(Directions for this task) Print exactly those lines that run from the beginning of the data to the line bearing "variables per routine", inclusive.
======== Excerpted records
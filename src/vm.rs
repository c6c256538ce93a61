use std::fmt;

use log::{debug, info};

use crate::config::Config;
use crate::error::{StoryError, VmError};
use crate::header::{check_story, configure_header, StoryHeader, HEADER_SIZE};
use crate::memory::{DefaultMemory, Memory};
use crate::text::TextCodec;
use crate::zobject::{object_tree_for, ObjectTree};

/// Maximum number of local variables per routine
pub const MAX_LOCALS: usize = 15;

/// Represents a call frame on the VM call stack
#[derive(Debug, Clone, PartialEq, Eq)]
pub struct CallFrame {
    /// Return address (PC to return to)
    pub return_pc: u32,
    /// Where to store the return value (None = discard, Some(n) = variable n)
    pub return_store: Option<u8>,
    /// Number of arguments supplied by the caller
    pub num_args: u8,
    /// Number of local variables in this frame
    pub num_locals: u8,
    /// Local variable values
    pub locals: [u16; MAX_LOCALS],
    /// Stack pointer when this routine was called
    pub stack_base: usize,
}

impl CallFrame {
    /// The frame a story starts in: no locals, nothing to return to
    pub fn main() -> Self {
        CallFrame {
            return_pc: 0,
            return_store: None,
            num_args: 0,
            num_locals: 0,
            locals: [0; MAX_LOCALS],
            stack_base: 0,
        }
    }
}

/// A loaded story with owned memory
pub struct Game {
    /// The live story memory
    pub memory: DefaultMemory,
    pub version: u8,
    pub config: Config,
    /// The image as loaded, for restart, checksums and save compression
    original: Vec<u8>,
}

impl Game {
    /// Create a new game from memory bytes with the default configuration
    pub fn from_memory(memory: Vec<u8>) -> Result<Self, StoryError> {
        Self::with_config(memory, Config::default())
    }

    pub fn with_config(memory: Vec<u8>, config: Config) -> Result<Self, StoryError> {
        let original = memory.clone();
        let mut memory = DefaultMemory::new(memory);
        let version = check_story(&memory)?;
        configure_header(&mut memory, &config);
        info!(
            "Loaded version {} story, release {} serial {}",
            version,
            memory.release(),
            memory.serial_number()
        );
        Ok(Game {
            memory,
            version,
            config,
            original,
        })
    }

    pub fn original(&self) -> &[u8] {
        &self.original
    }

    /// Size of dynamic memory (everything below the static base)
    pub fn dynamic_size(&self) -> usize {
        self.memory.static_memory_base()
    }

    pub fn original_dynamic(&self) -> &[u8] {
        &self.original[..self.dynamic_size()]
    }

    /// Sum of all bytes from 0x40 to the declared file length
    pub fn calculate_checksum(&self) -> u16 {
        let end = match self.memory.file_length() {
            0 => self.original.len(),
            n => n.min(self.original.len()),
        };
        self.original[HEADER_SIZE.min(end)..end]
            .iter()
            .fold(0u16, |sum, b| sum.wrapping_add(*b as u16))
    }

    pub fn verify_checksum(&self) -> bool {
        self.calculate_checksum() == self.memory.checksum()
    }

    /// Restore dynamic memory to its loaded state
    ///
    /// The transcript and fixed-font bits of Flags 2 survive.
    pub fn restart(&mut self) {
        let flags2 = self.memory.flags2() & 0x0003;
        let size = self.dynamic_size();
        self.memory.copy_bytes_from_array(&self.original[..size], 0);
        configure_header(&mut self.memory, &self.config);
        let value = (self.memory.flags2() & !0x0003) | flags2;
        self.memory.write_u16(crate::header::FLAGS2, value);
        debug!("Restarted: {} bytes of dynamic memory restored", size);
    }

    pub fn object_tree(&self) -> Box<dyn ObjectTree> {
        object_tree_for(self.version, self.memory.object_table_address())
    }

    pub fn text_codec(&self) -> TextCodec {
        TextCodec::for_story(&self.memory)
    }
}

/// The Z-Machine virtual machine state
pub struct VM {
    /// The game being executed
    pub game: Game,
    /// Program counter - current instruction address
    pub pc: u32,
    /// Main evaluation stack
    pub stack: Vec<u16>,
    /// Call stack for routine invocations, outermost first
    pub call_stack: Vec<CallFrame>,
    stack_limit: usize,
}

impl VM {
    /// Create a new VM instance with the given game
    pub fn new(game: Game) -> Self {
        let stack_limit = game.config.stack_size;
        let mut vm = VM {
            game,
            pc: 0,
            stack: Vec::with_capacity(stack_limit),
            call_stack: Vec::new(),
            stack_limit,
        };
        vm.reset();
        vm
    }

    /// Reset the VM to initial state
    pub fn reset(&mut self) {
        self.pc = self.game.memory.program_start() as u32;
        self.stack.clear();
        self.call_stack.clear();
        // V6 starts in a real main routine; everything else needs a
        // context that has no locals but allows stack operations
        if self.game.version != 6 {
            self.call_stack.push(CallFrame::main());
        }
    }

    pub fn stack_limit(&self) -> usize {
        self.stack_limit
    }

    /// Push a value onto the evaluation stack
    pub fn push(&mut self, value: u16) -> Result<(), VmError> {
        if self.stack.len() >= self.stack_limit {
            return Err(VmError::StackOverflow);
        }
        self.stack.push(value);
        Ok(())
    }

    /// Pop a value from the evaluation stack
    ///
    /// A routine cannot pop values pushed by its caller.
    pub fn pop(&mut self) -> Result<u16, VmError> {
        if self.stack.len() <= self.frame_stack_base() {
            debug!(
                "Stack underflow at PC {:#06x}, depth {}",
                self.pc,
                self.stack.len()
            );
            return Err(VmError::StackUnderflow);
        }
        self.stack.pop().ok_or(VmError::StackUnderflow)
    }

    /// Peek at the top of the stack without removing it
    pub fn peek(&self) -> Result<u16, VmError> {
        if self.stack.len() <= self.frame_stack_base() {
            return Err(VmError::StackUnderflow);
        }
        self.stack.last().copied().ok_or(VmError::StackUnderflow)
    }

    fn frame_stack_base(&self) -> usize {
        self.call_stack.last().map(|f| f.stack_base).unwrap_or(0)
    }

    pub fn read_byte(&self, addr: u32) -> u8 {
        self.game.memory.read_u8(addr as usize)
    }

    pub fn read_word(&self, addr: u32) -> u16 {
        self.game.memory.read_u16(addr as usize)
    }

    /// Write a byte to memory (only in dynamic memory)
    pub fn write_byte(&mut self, addr: u32, value: u8) -> Result<(), VmError> {
        let addr = addr as usize;
        if addr >= self.game.dynamic_size() {
            return Err(VmError::StaticWrite(addr));
        }
        self.game.memory.write_u8(addr, value);
        Ok(())
    }

    /// Write a word to memory (only in dynamic memory)
    pub fn write_word(&mut self, addr: u32, value: u16) -> Result<(), VmError> {
        if addr as usize + 1 >= self.game.dynamic_size() {
            return Err(VmError::StaticWrite(addr as usize));
        }
        self.game.memory.write_u16(addr as usize, value);
        Ok(())
    }

    fn global_address(&self, var: u8) -> Result<usize, VmError> {
        match var {
            16..=255 => Ok(self.game.memory.globals_address() + (var as usize - 16) * 2),
            _ => Err(VmError::NotAGlobal(var)),
        }
    }

    /// Global variable 16..=255
    pub fn read_global(&self, var: u8) -> Result<u16, VmError> {
        let addr = self.global_address(var)?;
        Ok(self.game.memory.read_u16(addr))
    }

    pub fn write_global(&mut self, var: u8, value: u16) -> Result<(), VmError> {
        let addr = self.global_address(var)?;
        self.game.memory.write_u16(addr, value);
        Ok(())
    }

    fn local_index(&self, var: u8) -> Result<usize, VmError> {
        let frame = self.call_stack.last().ok_or(VmError::NoActiveFrame)?;
        if var > frame.num_locals {
            return Err(VmError::LocalOutOfRange {
                index: var,
                count: frame.num_locals,
            });
        }
        Ok(var as usize - 1)
    }

    /// Variable 0 is the stack, 1-15 locals, 16-255 globals
    pub fn read_variable(&mut self, var: u8) -> Result<u16, VmError> {
        match var {
            0 => self.pop(),
            1..=15 => {
                let index = self.local_index(var)?;
                self.call_stack
                    .last()
                    .map(|f| f.locals[index])
                    .ok_or(VmError::NoActiveFrame)
            }
            _ => self.read_global(var),
        }
    }

    pub fn write_variable(&mut self, var: u8, value: u16) -> Result<(), VmError> {
        match var {
            0 => self.push(value),
            1..=15 => {
                let index = self.local_index(var)?;
                let frame = self.call_stack.last_mut().ok_or(VmError::NoActiveFrame)?;
                frame.locals[index] = value;
                Ok(())
            }
            _ => self.write_global(var, value),
        }
    }

    /// Enter a routine
    ///
    /// `locals` are the routine's initial values; supplied `args` overwrite
    /// the first of them.
    pub fn call_routine(
        &mut self,
        routine_pc: u32,
        return_store: Option<u8>,
        args: &[u16],
        locals: &[u16],
    ) -> Result<(), VmError> {
        if locals.len() > MAX_LOCALS {
            return Err(VmError::TooManyLocals(locals.len()));
        }
        let mut frame = CallFrame {
            return_pc: self.pc,
            return_store,
            num_args: args.len().min(locals.len()) as u8,
            num_locals: locals.len() as u8,
            locals: [0; MAX_LOCALS],
            stack_base: self.stack.len(),
        };
        frame.locals[..locals.len()].copy_from_slice(locals);
        let supplied = frame.num_args as usize;
        frame.locals[..supplied].copy_from_slice(&args[..supplied]);
        debug!(
            "Call {:#06x} from {:#06x}: {} args, {} locals",
            routine_pc,
            self.pc,
            frame.num_args,
            frame.num_locals
        );
        self.call_stack.push(frame);
        self.pc = routine_pc;
        Ok(())
    }

    /// Leave the current routine, storing `value` if the caller asked for it
    pub fn return_from_routine(&mut self, value: u16) -> Result<u32, VmError> {
        if self.call_stack.len() <= 1 {
            return Err(VmError::NoActiveFrame);
        }
        let frame = self.call_stack.pop().ok_or(VmError::NoActiveFrame)?;
        self.stack.truncate(frame.stack_base);
        self.pc = frame.return_pc;
        if let Some(var) = frame.return_store {
            self.write_variable(var, value)?;
        }
        Ok(self.pc)
    }

    pub fn call_depth(&self) -> usize {
        self.call_stack.len()
    }
}

impl fmt::Debug for VM {
    fn fmt(&self, f: &mut fmt::Formatter<'_>) -> fmt::Result {
        f.debug_struct("VM")
            .field("pc", &format_args!("{:#06x}", self.pc))
            .field("stack_depth", &self.stack.len())
            .field("call_depth", &self.call_stack.len())
            .finish()
    }
}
================
(Output of the exercise)
filename src/vm.rs
repository c6c256538ce93a61
use std::fmt;

use log::{debug, info};

use crate::config::Config;
use crate::error::{StoryError, VmError};
use crate::header::{check_story, configure_header, StoryHeader, HEADER_SIZE};
use crate::memory::{DefaultMemory, Memory};
use crate::text::TextCodec;
use crate::zobject::{object_tree_for, ObjectTree};

/// Maximum number of local variables per routine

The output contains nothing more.